K1000 shutter speed DIY repair - looking for tips

Discussion in 'Pentax' started by stefantveye, May 2, 2007.

  1. I've been reading up on K1000 repair in 2 different books/manuals. I have a K1000 that has a real bad
    time with the opening curtain moving too slow at the higher shutter speeds (1/125 - 1/1000). So the
    closing curtain is catching up to the opening curtain and blacking out half (or sometimes more) of the
    frame. In know where to adjust the curtain tension and where to adjust the curtain speed on my camera I
    just don't know HOW to adjust it properly to fix the issue.

    The books I've been referencing are the actual Pentax repair manual and an Ed Romney book. Anybody
    ever done this adjustment?
  2. try this link...
  3. Some info please.

    Which era is your K1000? All metal or plastic skin?
    Is there a visible buckle in the 1st or 2nd curtain?
    Does the it have any bumps, baths, falls?
    Last time it was CLA?

  4. Master faster, thanks for the link. That K1000 manual is the one that I've been referencing.
    The other manuals may prove to be useful.

    Warren, I got this K1000 new in 1989. I believe that falls in the metal skin catagory. Both
    curtains look fairly smooth. I haven't seen any bumps or buckles or abnomailities in either
    curtain. Last time I had it in for CLA service was about 9 months ago, and I was NOT happy
    with the place that did it. That's one reason I've been reading up on repair and service. I want
    to be able to do the cleaning and repairs myself, as much as possible.
  5. Stefan, You sound like your going to do quite well at learning how to repair.

    I am a pessimistic person, also have had to undue so called repairs on many of my cameras that I've found as bargains. Looking at the symptoms I would eliminate the direct forms of trouble. Yes, the tensioning might be way off, but check for obstructions first. Check around for over greasing. I've had my MX (purchased new) CLA by some outfit and the "hosed" the camera and lost my screen. Years later was when I found all that dried gunk they left for me. After I got it back (1991ist), I pretty much stopped using it due to poor shutter accuracy. Its much better now.

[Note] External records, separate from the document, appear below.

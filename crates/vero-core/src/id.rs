//! Record identifiers.
//!
//! Ids are assigned once at creation time and never change. The value is a
//! microsecond timestamp pushed forward past the previous allocation, so ids
//! are pairwise distinct and sort in creation order. Seed rows use a
//! reserved low range ([`RecordId::seed`]) that generated ids can never
//! collide with.

use serde::{Deserialize, Serialize};
use std::fmt;
use std::str::FromStr;
use std::sync::atomic::{AtomicI64, Ordering};
use std::time::{SystemTime, UNIX_EPOCH};
use thiserror::Error;

/// Generated ids always land at or above this floor; seed ids stay below it.
const GENERATED_FLOOR: i64 = 1 << 40;

/// Unique identifier of one record within a store.
///
/// Displays as lowercase base-36 (e.g. `1m5kz0vnswg`).
#[derive(Debug, Clone, Copy, PartialEq, Eq, PartialOrd, Ord, Hash, Serialize, Deserialize)]
#[serde(into = "String", try_from = "String")]
pub struct RecordId(i64);

/// Failure to parse a [`RecordId`] from its textual form.
#[derive(Debug, Clone, PartialEq, Eq, Error)]
#[error("invalid record id '{0}': expected lowercase base-36 digits")]
pub struct ParseIdError(String);

impl RecordId {
    /// Id for a hardcoded seed row. Seed numbering is per-view and small.
    #[must_use]
    pub const fn seed(n: u32) -> Self {
        Self(n as i64)
    }

    /// Raw microsecond value backing this id.
    #[must_use]
    pub const fn as_micros(self) -> i64 {
        self.0
    }
}

impl fmt::Display for RecordId {
    fn fmt(&self, f: &mut fmt::Formatter<'_>) -> fmt::Result {
        let mut n = self.0;
        if n == 0 {
            return f.write_str("0");
        }
        let mut buf = [0_u8; 16];
        let mut at = buf.len();
        while n > 0 {
            at -= 1;
            let digit = u8::try_from(n % 36).unwrap_or(0);
            buf[at] = if digit < 10 {
                b'0' + digit
            } else {
                b'a' + (digit - 10)
            };
            n /= 36;
        }
        f.write_str(std::str::from_utf8(&buf[at..]).unwrap_or("0"))
    }
}

impl FromStr for RecordId {
    type Err = ParseIdError;

    fn from_str(s: &str) -> Result<Self, Self::Err> {
        let trimmed = s.trim();
        if trimmed.is_empty() {
            return Err(ParseIdError(s.to_string()));
        }
        i64::from_str_radix(trimmed, 36)
            .map(Self)
            .map_err(|_| ParseIdError(s.to_string()))
    }
}

impl From<RecordId> for String {
    fn from(id: RecordId) -> Self {
        id.to_string()
    }
}

impl TryFrom<String> for RecordId {
    type Error = ParseIdError;

    fn try_from(s: String) -> Result<Self, Self::Error> {
        s.parse()
    }
}

/// Allocator handing out strictly increasing timestamp-based ids.
#[derive(Debug)]
pub struct IdGenerator {
    last: AtomicI64,
}

impl IdGenerator {
    #[must_use]
    pub const fn new() -> Self {
        Self {
            last: AtomicI64::new(GENERATED_FLOOR),
        }
    }

    /// Allocate the next id: the current wall clock in microseconds, pushed
    /// forward if the clock has not advanced since the last allocation.
    pub fn next_id(&self) -> RecordId {
        let now = now_micros().max(GENERATED_FLOOR);
        let prev = self
            .last
            .fetch_update(Ordering::Relaxed, Ordering::Relaxed, |last| {
                Some(last.max(now - 1).saturating_add(1))
            })
            .unwrap_or(now);
        RecordId(prev.max(now - 1).saturating_add(1))
    }
}

impl Default for IdGenerator {
    fn default() -> Self {
        Self::new()
    }
}

fn now_micros() -> i64 {
    SystemTime::now()
        .duration_since(UNIX_EPOCH)
        .map_or(0, |d| i64::try_from(d.as_micros()).unwrap_or(i64::MAX))
}

#[cfg(test)]
mod tests {
    use super::*;

    #[test]
    fn generated_ids_are_distinct_and_increasing() {
        let ids = IdGenerator::new();
        let a = ids.next_id();
        let b = ids.next_id();
        let c = ids.next_id();
        assert!(a < b && b < c);
    }

    #[test]
    fn seed_ids_never_collide_with_generated() {
        let ids = IdGenerator::new();
        let generated = ids.next_id();
        assert!(RecordId::seed(u32::MAX) < generated);
    }

    #[test]
    fn display_round_trips_through_from_str() {
        let ids = IdGenerator::new();
        let id = ids.next_id();
        let parsed: RecordId = id.to_string().parse().expect("round trip");
        assert_eq!(id, parsed);

        let small = RecordId::seed(7);
        assert_eq!(small.to_string().parse::<RecordId>(), Ok(small));
    }

    #[test]
    fn parse_rejects_garbage() {
        assert!("".parse::<RecordId>().is_err());
        assert!("not an id!".parse::<RecordId>().is_err());
        assert!("ABC DEF".parse::<RecordId>().is_err());
    }

    #[test]
    fn serde_uses_string_form() {
        let id = RecordId::seed(42);
        let json = serde_json::to_string(&id).expect("serialize");
        assert_eq!(json, format!("\"{id}\""));
        let back: RecordId = serde_json::from_str(&json).expect("deserialize");
        assert_eq!(back, id);
    }
}
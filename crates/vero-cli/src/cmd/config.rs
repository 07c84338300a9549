//! `vero config` — show or edit the user configuration.

use crate::config::{self, UserConfig};
use crate::output::{OutputMode, pretty_section, render};
use anyhow::Result;
use clap::{Args, Subcommand};
use std::io::Write as _;

#[derive(Args, Debug)]
pub struct ConfigArgs {
    #[command(subcommand)]
    command: ConfigCommand,
}

#[derive(Subcommand, Debug)]
enum ConfigCommand {
    /// Show the resolved configuration
    Show,
    /// Set a configuration key (e.g. output.format, thresholds.progress_floor)
    Set(SetArgs),
    /// Reset a configuration key to its default
    Unset(UnsetArgs),
}

#[derive(Args, Debug)]
struct SetArgs {
    /// Dot-path key (see `vero config show`)
    key: String,
    /// New value
    value: String,
}

#[derive(Args, Debug)]
struct UnsetArgs {
    /// Dot-path key
    key: String,
}

pub fn run_config(args: &ConfigArgs, output: OutputMode) -> Result<()> {
    match &args.command {
        ConfigCommand::Show => {
            let loaded = config::load()?;
            render(output, &loaded, |loaded, w| {
                if output.is_pretty() {
                    pretty_section(w, "Configuration")?;
                }
                let raw = toml::to_string_pretty(loaded).unwrap_or_default();
                write!(w, "{raw}")?;
                Ok(())
            })
        }
        ConfigCommand::Set(set) => {
            let mut loaded = config::load()?;
            config::set_key(&mut loaded, &set.key, &set.value)?;
            config::save(&loaded)?;
            announce(output, &loaded, &format!("{} = {}", set.key, set.value))
        }
        ConfigCommand::Unset(unset) => {
            let mut loaded = config::load()?;
            config::unset_key(&mut loaded, &unset.key)?;
            config::save(&loaded)?;
            announce(output, &loaded, &format!("{} reset to default", unset.key))
        }
    }
}

fn announce(output: OutputMode, config: &UserConfig, message: &str) -> Result<()> {
    render(output, config, |_, w| {
        writeln!(w, "{message}")?;
        Ok(())
    })
}
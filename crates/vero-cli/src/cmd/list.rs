//! `vero list` — render one view's records as a table.

use crate::output::{OutputMode, pretty_section, render};
use crate::registry::ViewRegistry;
use anyhow::Result;
use clap::Args;
use std::io::Write as _;

#[derive(Args, Debug)]
pub struct ListArgs {
    /// View key (see `vero views`).
    pub view: String,
}

pub fn run_list(args: &ListArgs, registry: &ViewRegistry, output: OutputMode) -> Result<()> {
    let view = registry.resolve(&args.view)?;
    let records = view.records_json();

    render(output, &records, |_, w| {
        if output.is_pretty() {
            pretty_section(w, view.title())?;
        }
        write!(w, "{}", view.render_table())?;
        if output.is_pretty() {
            writeln!(w, "{} records", view.len())?;
        }
        Ok(())
    })
}

#[cfg(test)]
mod tests {
    use super::*;

    #[test]
    fn list_args_take_the_view_key() {
        use clap::Parser;

        #[derive(Parser)]
        struct Wrapper {
            #[command(flatten)]
            args: ListArgs,
        }
        let w = Wrapper::parse_from(["test", "athletes"]);
        assert_eq!(w.args.view, "athletes");
    }
}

    Check out this site, using an audio recording software(free)and rigging up a light sensor to make a nice shutter speed tester. check link:

  6. Warren is likely right: the first impulse is always to change the spring tension, but generally the springs do not weaken over time, so something else is causing the problem and changing the tension will only add mis-adjusted springs to the list of things to be corrected later. Dirty bearings can get sticky and slow a curtain down, and something as big as a film chip can stop one cold. Don't change any adjustments until you're sure everything is clean.
  7. Warren, I tend to be pessimistic too but with cameras I'm not letting it get the better of
    me. Haven't found any obstructions and I'm not 100% sure if it's the curtain tension or the
    shutter speed adjustment itself. I'm not sure how little parts are supposed to be greased
    but I don't see gobs of grease when I remove the bottom plate. I shot some test rolls of
    film and speeds slower than 1/125 are still OK. Thanks for the link, reminds me I still need
    to get a shutter speed tester.

    Richard, so far I've been doing what you suggest - I haven't touched any adjustments until
    I'm sure I know what the problem is! Obviously fiddling with the adjustments will just
    make everything worse. I hadn't thought of dirty bearings I'll have to look a little further
    for dirty or over-greased parts.
  8. There won't necessarily be enough dirt to see, or it may not be in a visible place. If you can reach the curtain spindles you might try getting a drop of lighter fluid into the spindle bearings and see if the behavior changes (it may change back when it dries, but at least you'll know you're looking in the right place).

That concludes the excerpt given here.